We recognize that the validity of an arrest is not always determinative of the right to a subsequent search of an automobile. But in the present case, the circumstances justifying the arrest also furnished probable cause for the search. See Chambers v. Maroney, supra, p. 47, Note 6. See also, Williams v. State, 129 Ga. App. 103 (198 SE2d 683) (1973)
; and Carroll v. United States, 267 U. S. 132 (1925).
Defendant also contends that the statement made by him while in jail, and introduced in evidence against him at the trial, was not voluntarily made but rather was the product of his fear of police brutality. Defendant also contends that he was not advised of his Miranda rights prior to making the statement and that he could not understand the statement given him to sign because he could not read. At the trial, upon introduction of evidence relating to the statement, the trial judge excused the jury and conducted a Jackson v. Denno hearing to determine the voluntariness of the statement. The statement introduced at the trial was made by the defendant approximately 24 hours after his arrest. The officer testified that he read defendant his Miranda rights from a card, similar to one which the officer read to the court which contained the Miranda warnings. The officer testified further that he advised defendant that the statement would be a voluntary one, that it would state that he had not been threatened or promised any reward, and that it would be used against him. He further testified he advised defendant that he had a right to make no statement and that if he wished to make a statement that he had the right to have an attorney present during the statement, and that an attorney would be appointed if he desired.
The trial judge determined, after considering the evidence at the Jackson v.
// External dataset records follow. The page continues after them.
// Copyright (c) 2024-2026 Martin Schröder <info@swedishembedded.com>
//
// SPDX-License-Identifier: MIT
//! Single-line text buffer with a char-boundary cursor.

use unicode_width::UnicodeWidthStr;

#[derive(Debug, Default, Clone)]
pub struct InputBuffer {
    text: String,
    /// Byte offset, always on a char boundary.
    cursor: usize,
}

impl InputBuffer {
    pub fn as_str(&self) -> &str {
        &self.text
    }

    pub fn set(&mut self, text: &str) {
        self.text = text.to_string();
        self.cursor = self.text.len();
    }

    /// Take the contents, leaving the buffer empty.
    pub fn take(&mut self) -> String {
        self.cursor = 0;
        std::mem::take(&mut self.text)
    }

    pub fn clear(&mut self) {
        self.take();
    }

    pub fn insert(&mut self, c: char) {
        self.text.insert(self.cursor, c);
        self.cursor += c.len_utf8();
    }

    pub fn backspace(&mut self) {
        if let Some(prev) = self.prev_boundary() {
            self.text.replace_range(prev..self.cursor, "");
            self.cursor = prev;
        }
    }

    pub fn delete(&mut self) {
        if let Some(next) = self.next_boundary() {
            self.text.replace_range(self.cursor..next, "");
        }
    }

    pub fn left(&mut self) {
        if let Some(prev) = self.prev_boundary() {
            self.cursor = prev;
        }
    }

    pub fn right(&mut self) {
        if let Some(next) = self.next_boundary() {
            self.cursor = next;
        }
    }

    pub fn home(&mut self) {
        self.cursor = 0;
    }

    pub fn end(&mut self) {
        self.cursor = self.text.len();
    }

    /// Display column of the cursor (wide characters count double).
    pub fn cursor_column(&self) -> usize {
        self.text[..self.cursor].width()
    }

    fn prev_boundary(&self) -> Option<usize> {
        self.text[..self.cursor].char_indices().next_back().map(|(i, _)| i)
    }

    fn next_boundary(&self) -> Option<usize> {
        self.text[self.cursor..].chars().next().map(|c| self.cursor + c.len_utf8())
    }
}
Denno hearing, that the statement was voluntarily made and that it was admissible. The only evidence to the contrary is the testimony of the defendant who contends that he was never advised of his rights and that the statement was made under threat of harm. The trial judge must use his discretion and evaluate the credibility of the evidence presented and nothing appears from the transcript that would indicate the trial judge abused his discretion in believing the detective who testified contrary to the defendant under the totality of the circumstances shown here. See Boulden v. Holman, 394 U. S. 478, 480 (89 SC 1138, 22 LE2d 433) (1969); Brown v. United States, 356 F2d 230, 232 (10th Cir. 1966); United States v. Arcediano, 371 FSupp. 457, 466 (D. C. N. J. 1974).
Defendant's final enumeration of error that the verdict was based on a lack of relevant and sufficient evidence, is without merit. The evidence introduced at the trial fully sustained the conviction of the defendant for the offenses charged against him.
Fred M. Hasty, District Attorney, Walker P. Johnson, Jr., Assistant District Attorney, Arthur K. Bolton, Attorney General, John W. Dunsmore, Deputy Assistant Attorney General, for appellee.